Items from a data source
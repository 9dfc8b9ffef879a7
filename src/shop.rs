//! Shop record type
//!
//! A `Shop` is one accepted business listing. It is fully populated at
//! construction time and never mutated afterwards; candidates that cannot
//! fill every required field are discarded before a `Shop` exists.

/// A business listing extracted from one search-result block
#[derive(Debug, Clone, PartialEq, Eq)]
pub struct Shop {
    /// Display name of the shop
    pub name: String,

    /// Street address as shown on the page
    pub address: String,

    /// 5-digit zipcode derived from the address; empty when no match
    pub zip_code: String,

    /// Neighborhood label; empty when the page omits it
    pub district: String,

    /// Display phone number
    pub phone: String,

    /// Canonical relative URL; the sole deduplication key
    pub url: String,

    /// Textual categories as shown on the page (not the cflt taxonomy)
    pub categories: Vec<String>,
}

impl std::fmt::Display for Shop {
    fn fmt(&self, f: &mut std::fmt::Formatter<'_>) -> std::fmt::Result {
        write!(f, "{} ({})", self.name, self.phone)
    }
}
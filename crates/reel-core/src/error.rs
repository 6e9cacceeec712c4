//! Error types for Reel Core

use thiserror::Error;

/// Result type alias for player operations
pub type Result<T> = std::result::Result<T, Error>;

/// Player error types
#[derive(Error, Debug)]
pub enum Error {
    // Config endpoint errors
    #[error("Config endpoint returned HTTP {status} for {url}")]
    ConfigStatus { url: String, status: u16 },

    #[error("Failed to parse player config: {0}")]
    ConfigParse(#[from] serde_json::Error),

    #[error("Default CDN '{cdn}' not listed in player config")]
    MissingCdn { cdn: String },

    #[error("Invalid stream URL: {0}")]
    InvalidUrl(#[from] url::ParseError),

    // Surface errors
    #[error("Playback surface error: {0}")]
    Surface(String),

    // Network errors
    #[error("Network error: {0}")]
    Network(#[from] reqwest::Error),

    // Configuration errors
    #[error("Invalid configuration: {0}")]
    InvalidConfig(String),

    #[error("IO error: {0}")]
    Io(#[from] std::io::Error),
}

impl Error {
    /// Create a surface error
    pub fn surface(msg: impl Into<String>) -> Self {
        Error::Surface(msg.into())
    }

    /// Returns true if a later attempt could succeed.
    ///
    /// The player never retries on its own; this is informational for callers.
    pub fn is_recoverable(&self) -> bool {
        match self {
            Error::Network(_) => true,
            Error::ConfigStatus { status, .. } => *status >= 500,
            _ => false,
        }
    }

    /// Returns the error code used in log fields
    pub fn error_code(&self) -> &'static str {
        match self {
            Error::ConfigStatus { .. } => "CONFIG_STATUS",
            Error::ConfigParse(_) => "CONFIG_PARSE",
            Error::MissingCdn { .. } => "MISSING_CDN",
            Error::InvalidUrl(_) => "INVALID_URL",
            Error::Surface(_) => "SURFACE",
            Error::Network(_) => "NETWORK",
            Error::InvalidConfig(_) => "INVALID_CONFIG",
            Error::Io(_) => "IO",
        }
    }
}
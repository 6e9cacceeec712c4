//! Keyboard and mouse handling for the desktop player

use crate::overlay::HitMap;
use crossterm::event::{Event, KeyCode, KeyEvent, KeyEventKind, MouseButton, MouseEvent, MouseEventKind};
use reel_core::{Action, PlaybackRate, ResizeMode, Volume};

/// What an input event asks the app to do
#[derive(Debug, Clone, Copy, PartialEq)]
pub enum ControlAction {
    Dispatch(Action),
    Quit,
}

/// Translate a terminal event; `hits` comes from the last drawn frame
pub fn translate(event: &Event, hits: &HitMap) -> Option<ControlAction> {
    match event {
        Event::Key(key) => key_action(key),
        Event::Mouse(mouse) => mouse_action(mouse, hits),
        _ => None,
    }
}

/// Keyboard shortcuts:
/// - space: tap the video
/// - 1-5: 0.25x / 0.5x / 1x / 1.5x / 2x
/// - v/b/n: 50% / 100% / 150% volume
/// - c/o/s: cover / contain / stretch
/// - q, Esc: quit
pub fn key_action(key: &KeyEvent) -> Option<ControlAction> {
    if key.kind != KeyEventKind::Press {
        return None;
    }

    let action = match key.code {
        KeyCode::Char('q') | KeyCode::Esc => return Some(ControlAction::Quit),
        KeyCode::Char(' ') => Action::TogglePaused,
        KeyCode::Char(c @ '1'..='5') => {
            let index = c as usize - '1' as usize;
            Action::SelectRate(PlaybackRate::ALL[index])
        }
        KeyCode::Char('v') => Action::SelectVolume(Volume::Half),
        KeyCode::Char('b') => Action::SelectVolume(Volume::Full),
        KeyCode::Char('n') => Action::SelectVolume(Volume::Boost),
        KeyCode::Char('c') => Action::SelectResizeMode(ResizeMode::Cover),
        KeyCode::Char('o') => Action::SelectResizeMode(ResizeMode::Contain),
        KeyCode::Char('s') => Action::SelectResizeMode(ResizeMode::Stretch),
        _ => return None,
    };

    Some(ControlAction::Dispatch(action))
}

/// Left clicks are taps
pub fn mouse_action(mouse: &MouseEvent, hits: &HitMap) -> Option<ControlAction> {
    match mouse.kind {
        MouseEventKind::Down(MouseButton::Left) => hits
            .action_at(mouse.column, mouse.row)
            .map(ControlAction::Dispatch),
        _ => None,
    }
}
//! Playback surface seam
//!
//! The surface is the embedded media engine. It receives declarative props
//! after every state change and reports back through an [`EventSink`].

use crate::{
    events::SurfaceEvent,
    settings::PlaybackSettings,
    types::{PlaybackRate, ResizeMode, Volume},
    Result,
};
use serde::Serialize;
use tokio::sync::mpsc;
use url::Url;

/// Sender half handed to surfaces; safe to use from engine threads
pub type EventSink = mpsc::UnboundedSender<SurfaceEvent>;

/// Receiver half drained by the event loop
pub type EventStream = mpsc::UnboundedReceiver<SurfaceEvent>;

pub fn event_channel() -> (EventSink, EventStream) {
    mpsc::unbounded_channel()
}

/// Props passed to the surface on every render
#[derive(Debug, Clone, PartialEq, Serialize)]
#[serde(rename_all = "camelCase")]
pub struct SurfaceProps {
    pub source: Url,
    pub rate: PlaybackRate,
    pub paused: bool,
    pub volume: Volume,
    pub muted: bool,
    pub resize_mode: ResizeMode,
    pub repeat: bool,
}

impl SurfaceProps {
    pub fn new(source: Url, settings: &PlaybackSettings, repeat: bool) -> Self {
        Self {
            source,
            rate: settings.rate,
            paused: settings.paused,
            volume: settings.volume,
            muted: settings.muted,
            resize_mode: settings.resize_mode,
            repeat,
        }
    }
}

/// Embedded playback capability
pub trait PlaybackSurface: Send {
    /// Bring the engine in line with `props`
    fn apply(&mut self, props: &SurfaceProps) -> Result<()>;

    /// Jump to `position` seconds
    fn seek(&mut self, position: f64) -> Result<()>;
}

● **Your assignment**
Go through the records and report each line that contains "ConfigParse".

● **Exercise solution**
    ConfigParse(#[from] serde_json::Error),
            Error::ConfigParse(_) => "CONFIG_PARSE",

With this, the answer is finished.